• _Stored items_
>>>>
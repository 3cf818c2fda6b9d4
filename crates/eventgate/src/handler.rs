//! Per-connection handler: read the upgrade query, pick or create a
//! session, and hand the connection to it.
//!
//! The flow is:
//!   1. Parse `sid`, `nonce`, `v`, and `format` from the query string
//!   2. Resolve the session (resume when both `sid` and `nonce` are given)
//!   3. Attach: the session greets the client and replays what it missed
//!
//! After attaching, the session owns the connection; this task is done.

use eventgate_protocol::{Encoding, ProtocolError, ProtocolVersion, WireFormat};
use eventgate_session::{Hub, SessionError, SessionId};
use eventgate_snowflake::Snowflake;
use eventgate_transport::{CloseReason, Connection, Handshake, WebSocketConnection};

use crate::EventgateError;

/// What a client asked for in its upgrade query.
#[derive(Debug, Clone, Copy, PartialEq, Eq, Default)]
pub(crate) struct ConnectParams {
    /// Session to resume and the last nonce the client saw.
    pub(crate) resume: Option<(SessionId, i64)>,
    pub(crate) encoding: Encoding,
}

/// Parses the upgrade query.
///
/// Unknown keys are ignored. A `sid` without a `nonce` (or the reverse)
/// starts a fresh session.
pub(crate) fn parse_query(query: Option<&str>) -> Result<ConnectParams, ProtocolError> {
    let mut sid = None;
    let mut nonce = None;
    let mut version = ProtocolVersion::default();
    let mut format = WireFormat::default();

    for pair in query.unwrap_or_default().split('&').filter(|p| !p.is_empty()) {
        let (key, value) = pair.split_once('=').unwrap_or((pair, ""));
        match key {
            "sid" => sid = Some(parse_number(key, value)?),
            "nonce" => nonce = Some(parse_number(key, value)?),
            "v" => version = value.parse()?,
            "format" => format = value.parse()?,
            _ => {}
        }
    }

    let resume = match (sid, nonce) {
        (Some(sid), Some(nonce)) => Some((Snowflake(sid), nonce)),
        _ => None,
    };
    Ok(ConnectParams {
        resume,
        encoding: Encoding::negotiate(version, format)?,
    })
}

fn parse_number(key: &str, value: &str) -> Result<i64, ProtocolError> {
    value
        .parse()
        .map_err(|_| ProtocolError::InvalidMessage(format!("{key} must be an integer, got {value:?}")))
}

/// Handles a single connection from upgrade to attach.
pub(crate) async fn handle_connection(
    conn: WebSocketConnection,
    handshake: Handshake,
    hub: Hub<WebSocketConnection>,
) -> Result<(), EventgateError> {
    let conn_id = conn.id();
    tracing::debug!(%conn_id, query = ?handshake.query, "handling new connection");

    let params = match parse_query(handshake.query.as_deref()) {
        Ok(params) => params,
        Err(e) => {
            tracing::debug!(%conn_id, error = %e, "rejecting connection");
            conn.close(CloseReason::BadRequest).await?;
            return Err(e.into());
        }
    };

    let session = match hub.connect(params.resume.map(|(sid, _)| sid)).await {
        Ok(session) => session,
        Err(e @ SessionError::NotFound(_)) => {
            tracing::debug!(%conn_id, error = %e, "resume failed");
            conn.close(CloseReason::SessionNotFound).await?;
            return Err(e.into());
        }
        Err(e) => return Err(e.into()),
    };

    session
        .attach(conn, params.encoding, params.resume.map(|(_, nonce)| nonce))
        .await?;
    Ok(())
}

#[cfg(test)]
mod tests {
    use super::*;

    #[test]
    fn test_parse_query_none_is_fresh_legacy_json() {
        let params = parse_query(None).unwrap();
        assert_eq!(params.resume, None);
        assert_eq!(params.encoding, Encoding::LegacyJson);
    }

    #[test]
    fn test_parse_query_resume_needs_both_sid_and_nonce() {
        let params = parse_query(Some("sid=123&nonce=4")).unwrap();
        assert_eq!(params.resume, Some((Snowflake(123), 4)));

        assert_eq!(parse_query(Some("sid=123")).unwrap().resume, None);
        assert_eq!(parse_query(Some("nonce=4")).unwrap().resume, None);
    }

    #[test]
    fn test_parse_query_selects_encoding() {
        let msgpack = parse_query(Some("v=0&format=msgpack")).unwrap();
        assert_eq!(msgpack.encoding, Encoding::LegacyMsgpack);
        let current = parse_query(Some("v=1")).unwrap();
        assert_eq!(current.encoding, Encoding::CurrentJson);
    }

    #[test]
    fn test_parse_query_ignores_unknown_keys_and_empty_pairs() {
        let params = parse_query(Some("&token=abc&&v=1&")).unwrap();
        assert_eq!(params.encoding, Encoding::CurrentJson);
    }

    #[test]
    fn test_parse_query_current_msgpack_rejected() {
        assert!(matches!(
            parse_query(Some("v=1&format=msgpack")),
            Err(ProtocolError::UnsupportedEncoding { .. })
        ));
    }

    #[test]
    fn test_parse_query_malformed_values_rejected() {
        assert!(parse_query(Some("sid=abc&nonce=1")).is_err());
        assert!(parse_query(Some("sid=1&nonce=")).is_err());
        assert!(parse_query(Some("v=7")).is_err());
        assert!(parse_query(Some("format=xml")).is_err());
    }
}
//! Error types for the session layer.

use eventgate_protocol::ProtocolError;

use crate::SessionId;

/// Errors that can occur while creating, resuming, or attaching sessions.
#[derive(Debug, thiserror::Error)]
pub enum SessionError {
    /// No live session has this id. It never existed, or it ended.
    #[error("session {0} not found")]
    NotFound(SessionId),

    /// The session ended before the operation could complete.
    #[error("session {0} has ended")]
    Ended(SessionId),

    /// A packet or greeting could not be encoded.
    #[error(transparent)]
    Protocol(#[from] ProtocolError),

    /// Writing to a newly attached connection failed or timed out.
    #[error("connection write failed: {0}")]
    Transport(String),

    /// The task generating a session id panicked or was cancelled.
    #[error("session id generation failed: {0}")]
    IdGeneration(#[source] tokio::task::JoinError),
}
<<<<
• _EXERCISE GOAL_
Only an exact copy of the data above will do.

• _EXERCISE OUTPUT_
repository 3cf818c2fda6b9d4
filename crates/eventgate/src/handler.rs
//! Per-connection handler: read the upgrade query, pick or create a
//! session, and hand the connection to it.
//!
//! The flow is:
//!   1. Parse `sid`, `nonce`, `v`, and `format` from the query string
//!   2. Resolve the session (resume when both `sid` and `nonce` are given)
//!   3. Attach: the session greets the client and replays what it missed
//!
//! After attaching, the session owns the connection; this task is done.

use eventgate_protocol::{Encoding, ProtocolError, ProtocolVersion, WireFormat};
use eventgate_session::{Hub, SessionError, SessionId};
use eventgate_snowflake::Snowflake;
use eventgate_transport::{CloseReason, Connection, Handshake, WebSocketConnection};

use crate::EventgateError;

/// What a client asked for in its upgrade query.
#[derive(Debug, Clone, Copy, PartialEq, Eq, Default)]
pub(crate) struct ConnectParams {
    /// Session to resume and the last nonce the client saw.
    pub(crate) resume: Option<(SessionId, i64)>,
    pub(crate) encoding: Encoding,
}

/// Parses the upgrade query.
///
/// Unknown keys are ignored. A `sid` without a `nonce` (or the reverse)
/// starts a fresh session.
pub(crate) fn parse_query(query: Option<&str>) -> Result<ConnectParams, ProtocolError> {
    let mut sid = None;
    let mut nonce = None;
    let mut version = ProtocolVersion::default();
    let mut format = WireFormat::default();

    for pair in query.unwrap_or_default().split('&').filter(|p| !p.is_empty()) {
        let (key, value) = pair.split_once('=').unwrap_or((pair, ""));
        match key {
            "sid" => sid = Some(parse_number(key, value)?),
            "nonce" => nonce = Some(parse_number(key, value)?),
            "v" => version = value.parse()?,
            "format" => format = value.parse()?,
            _ => {}
        }
    }

    let resume = match (sid, nonce) {
        (Some(sid), Some(nonce)) => Some((Snowflake(sid), nonce)),
        _ => None,
    };
    Ok(ConnectParams {
        resume,
        encoding: Encoding::negotiate(version, format)?,
    })
}

fn parse_number(key: &str, value: &str) -> Result<i64, ProtocolError> {
    value
        .parse()
        .map_err(|_| ProtocolError::InvalidMessage(format!("{key} must be an integer, got {value:?}")))
}

/// Handles a single connection from upgrade to attach.
pub(crate) async fn handle_connection(
    conn: WebSocketConnection,
    handshake: Handshake,
    hub: Hub<WebSocketConnection>,
) -> Result<(), EventgateError> {
    let conn_id = conn.id();
    tracing::debug!(%conn_id, query = ?handshake.query, "handling new connection");

    let params = match parse_query(handshake.query.as_deref()) {
        Ok(params) => params,
        Err(e) => {
            tracing::debug!(%conn_id, error = %e, "rejecting connection");
            conn.close(CloseReason::BadRequest).await?;
            return Err(e.into());
        }
    };

    let session = match hub.connect(params.resume.map(|(sid, _)| sid)).await {
        Ok(session) => session,
        Err(e @ SessionError::NotFound(_)) => {
            tracing::debug!(%conn_id, error = %e, "resume failed");
            conn.close(CloseReason::SessionNotFound).await?;
            return Err(e.into());
        }
        Err(e) => return Err(e.into()),
    };

    session
        .attach(conn, params.encoding, params.resume.map(|(_, nonce)| nonce))
        .await?;
    Ok(())
}

#[cfg(test)]
mod tests {
    use super::*;

    #[test]
    fn test_parse_query_none_is_fresh_legacy_json() {
        let params = parse_query(None).unwrap();
        assert_eq!(params.resume, None);
        assert_eq!(params.encoding, Encoding::LegacyJson);
    }

    #[test]
    fn test_parse_query_resume_needs_both_sid_and_nonce() {
        let params = parse_query(Some("sid=123&nonce=4")).unwrap();
        assert_eq!(params.resume, Some((Snowflake(123), 4)));

        assert_eq!(parse_query(Some("sid=123")).unwrap().resume, None);
        assert_eq!(parse_query(Some("nonce=4")).unwrap().resume, None);
    }

    #[test]
    fn test_parse_query_selects_encoding() {
        let msgpack = parse_query(Some("v=0&format=msgpack")).unwrap();
        assert_eq!(msgpack.encoding, Encoding::LegacyMsgpack);
        let current = parse_query(Some("v=1")).unwrap();
        assert_eq!(current.encoding, Encoding::CurrentJson);
    }

    #[test]
    fn test_parse_query_ignores_unknown_keys_and_empty_pairs() {
        let params = parse_query(Some("&token=abc&&v=1&")).unwrap();
        assert_eq!(params.encoding, Encoding::CurrentJson);
    }

    #[test]
    fn test_parse_query_current_msgpack_rejected() {
        assert!(matches!(
            parse_query(Some("v=1&format=msgpack")),
            Err(ProtocolError::UnsupportedEncoding { .. })
        ));
    }

    #[test]
    fn test_parse_query_malformed_values_rejected() {
        assert!(parse_query(Some("sid=abc&nonce=1")).is_err());
        assert!(parse_query(Some("sid=1&nonce=")).is_err());
        assert!(parse_query(Some("v=7")).is_err());
        assert!(parse_query(Some("format=xml")).is_err());
    }
}
//! Error types for the session layer.

use eventgate_protocol::ProtocolError;

use crate::SessionId;

/// Errors that can occur while creating, resuming, or attaching sessions.
#[derive(Debug, thiserror::Error)]
pub enum SessionError {
    /// No live session has this id. It never existed, or it ended.
    #[error("session {0} not found")]
    NotFound(SessionId),

    /// The session ended before the operation could complete.
    #[error("session {0} has ended")]
    Ended(SessionId),

    /// A packet or greeting could not be encoded.
    #[error(transparent)]
    Protocol(#[from] ProtocolError),

    /// Writing to a newly attached connection failed or timed out.
    #[error("connection write failed: {0}")]
    Transport(String),

    /// The task generating a session id panicked or was cancelled.
    #[error("session id generation failed: {0}")]
    IdGeneration(#[source] tokio::task::JoinError),
}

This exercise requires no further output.